Tanto Mascarenhas quanto Haddad suscitaram a importância de uma reforma administrativa que alivie a máquina pública, principalmente em momentos de desequilíbrio fiscal, mas que valorize o trabalho e a formação do servidor.

“O serviço público brasileiro criou ao longo do tempo muitos vícios, e a tendência dos sindicatos dos servidores é achar que esses vícios são direitos e, por consequência, intocáveis”, disse Mascarenhas, acrescentando que os governos tendem a resolver problemas pontuais criando regimes, gratificações, sem pensar genericamente no todo e no futuro.

“Precisamos fazer reforma administrativa sim, rever algumas gratificações por tempo de serviço. Com tudo isso acaba que os governos trabalham para pagar a folha e deixam de conseguir fazer políticas públicas para toda a sociedade, inclusive para os servidores públicos. Então eu acho que é inevitável que se olhe para as carreiras, mas obviamente que não se pode prejudicar o servidor.
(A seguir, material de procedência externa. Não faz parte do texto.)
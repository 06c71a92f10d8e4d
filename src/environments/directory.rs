//! Environment backed by a hand-curated directory of node files

use std::collections::{BTreeSet, HashMap};
use std::path::{Path, PathBuf};

use async_trait::async_trait;

use super::{Environment, discovery, filter_nodes};
use crate::files;
use crate::gateways::{Gateway, GatewayRegistryEntry};
use crate::nodes::{Node, NodeUpdatePlan, plan_node_update};
use crate::wallets::{Identity, WalletAndIdentities};
use crate::{Error, Result};

/// Environment whose nodes live as JSON files under `<path>/nodes/`
#[derive(Debug, Clone)]
pub struct DirectoryEnvironment {
    name: String,
    path: PathBuf,
}

impl DirectoryEnvironment {
    /// Environment `name` rooted at `path`
    #[must_use]
    pub fn new(name: impl Into<String>, path: impl Into<PathBuf>) -> Self {
        Self {
            name: name.into(),
            path: path.into(),
        }
    }

    /// Directory holding node files
    #[must_use]
    pub fn nodes_dir(&self) -> PathBuf {
        self.path.join("nodes")
    }

    /// Directory holding wallet directories
    #[must_use]
    pub fn wallets_dir(&self) -> PathBuf {
        self.path.join("wallets")
    }

    /// Default location of a node file not yet on disk
    fn node_path(&self, name: &str) -> PathBuf {
        self.nodes_dir().join(format!("{name}.json"))
    }

    /// Every node, hidden ones included
    ///
    /// # Errors
    ///
    /// Returns an error if a node file cannot be read or fails validation
    pub async fn load_nodes(&self) -> Result<Vec<Node>> {
        discovery::load_nodes(&self.nodes_dir()).await
    }

    /// Plan and apply a node update, returning the plan that was applied
    ///
    /// Writes are issued one at a time; a failure part way leaves earlier
    /// writes in place and the update can be retried.
    ///
    /// # Errors
    ///
    /// Returns an error if the node is invalid, the rename fails, or a write fails
    pub async fn apply_node_update(&self, node: &Node, externally_managed: bool) -> Result<NodeUpdatePlan> {
        node.validate()?;
        let stored = discovery::load_node_files(&self.nodes_dir()).await?;
        let mut paths: HashMap<String, PathBuf> = stored
            .iter()
            .map(|file| (file.node.name.clone(), file.path.clone()))
            .collect();
        let current: Vec<Node> = stored.into_iter().map(|file| file.node).collect();
        let plan = plan_node_update(&current, node, externally_managed);

        if let Some((old, new)) = &plan.rename {
            let from = paths.remove(old).unwrap_or_else(|| self.node_path(old));
            let to = from.with_file_name(format!("{new}.json"));
            files::move_file(&from, &to).await?;
            tracing::info!(environment = %self.name, from = %old, to = %new, "renamed node");
            paths.insert(new.clone(), to);
        }

        for updated in &plan.writes {
            let path = paths
                .get(&updated.name)
                .cloned()
                .unwrap_or_else(|| self.node_path(&updated.name));
            files::write_json(&path, updated).await?;
            tracing::debug!(environment = %self.name, node = %updated.name, "wrote node");
        }

        Ok(plan)
    }

    /// Remove the file holding `node`, wherever it is nested
    ///
    /// # Errors
    ///
    /// Returns `Error::NotFound` if no node file has that name
    pub async fn remove_node(&self, node: &Node) -> Result<()> {
        let stored = discovery::load_node_files(&self.nodes_dir()).await?;
        let Some(file) = stored.into_iter().find(|file| file.node.name == node.name) else {
            return Err(Error::not_found("nodes", &node.name, Some(&self.name)));
        };
        tokio::fs::remove_file(&file.path).await?;
        tracing::info!(environment = %self.name, node = %node.name, path = %file.path.display(), "deleted node");
        Ok(())
    }
}

#[async_trait]
impl Environment for DirectoryEnvironment {
    fn name(&self) -> &str {
        &self.name
    }

    fn path(&self) -> &Path {
        &self.path
    }

    async fn get_nodes(&self, without_identities: bool, show_all: bool) -> Result<Vec<Node>> {
        let nodes = self.load_nodes().await?;
        Ok(filter_nodes(nodes, without_identities, show_all))
    }

    async fn update_node(&self, node: &Node, externally_managed: bool) -> Result<()> {
        self.apply_node_update(node, externally_managed).await.map(|_| ())
    }

    async fn delete_node(&self, node: &Node) -> Result<()> {
        self.remove_node(node).await
    }

    async fn get_wallets_and_identities(&self) -> Result<Vec<WalletAndIdentities>> {
        Ok(Vec::new())
    }

    async fn get_gateways(&self) -> Result<Vec<GatewayRegistryEntry>> {
        Ok(Vec::new())
    }

    async fn get_wallet_names(&self) -> Result<Vec<String>> {
        let nodes = self.load_nodes().await?;
        Ok(nodes
            .into_iter()
            .filter_map(|n| n.wallet)
            .filter(|w| !w.is_empty())
            .collect::<BTreeSet<_>>()
            .into_iter()
            .collect())
    }

    async fn get_identities(&self, wallet_name: &str) -> Result<Vec<Identity>> {
        discovery::read_identities(&self.wallets_dir().join(wallet_name)).await
    }

    async fn get_fabric_gateways(&self) -> Result<Vec<Gateway>> {
        Ok(Vec::new())
    }
}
Tem que ser para recuperar o equilíbrio, para poder valorizar o servidor, pagá-lo em dia, e cumprir a função do estado”, seguiu a prefeita de Pelotas.

“Em relação à questão da estabilidade, eu sou a favor da meritocracia no serviço público, mas a lei precisa ter muito bom senso e buscar formas que valorizem o servidor. A reforma administrativa futura tem que substituir as gratificações por tempo para criar gratificações que valorizam o trabalho e a formação do servidor”, completou.

Haddad elencou que há um problema no fato de que os governantes podem alterar as carreiras e os salários praticamente a qualquer momento, até o último ano de seu mandato. “Qualquer reestruturação que impactasse na folha de pagamento, isso só poderia ser feito no máximo nos dois primeiros anos de mandato. Senão, é fácil. Você faz uma reestruturação e deixa para o sucessor aquilo que você mesmo não assumiu como prioridade”.

Para o ex-prefeito, o país deveria ter critérios de progressão para o servidor, que não fosse só o passar do tempo, como é hoje. “Não acho que nada disso seria quebrar o princípio da estabilidade nesse sentido que estou abordando. Estabilidade não é engessamento. E o engessamento é contra produtivo para o próprio servidor. Aquele que está ralando, entregando, fazendo o trabalho seriamente, acaba não tendo benefício nenhum”, disse.

Três pontos, na visão de Haddad, deveriam ser explorados na reforma administrativa: disciplinar melhor o ingresso do servidor, com critérios definidos para o início de carreira, o processo de efetivação desse profissional, e a progressão de carreira. “É isso que vai muito mal no Brasil, não a estabilidade”.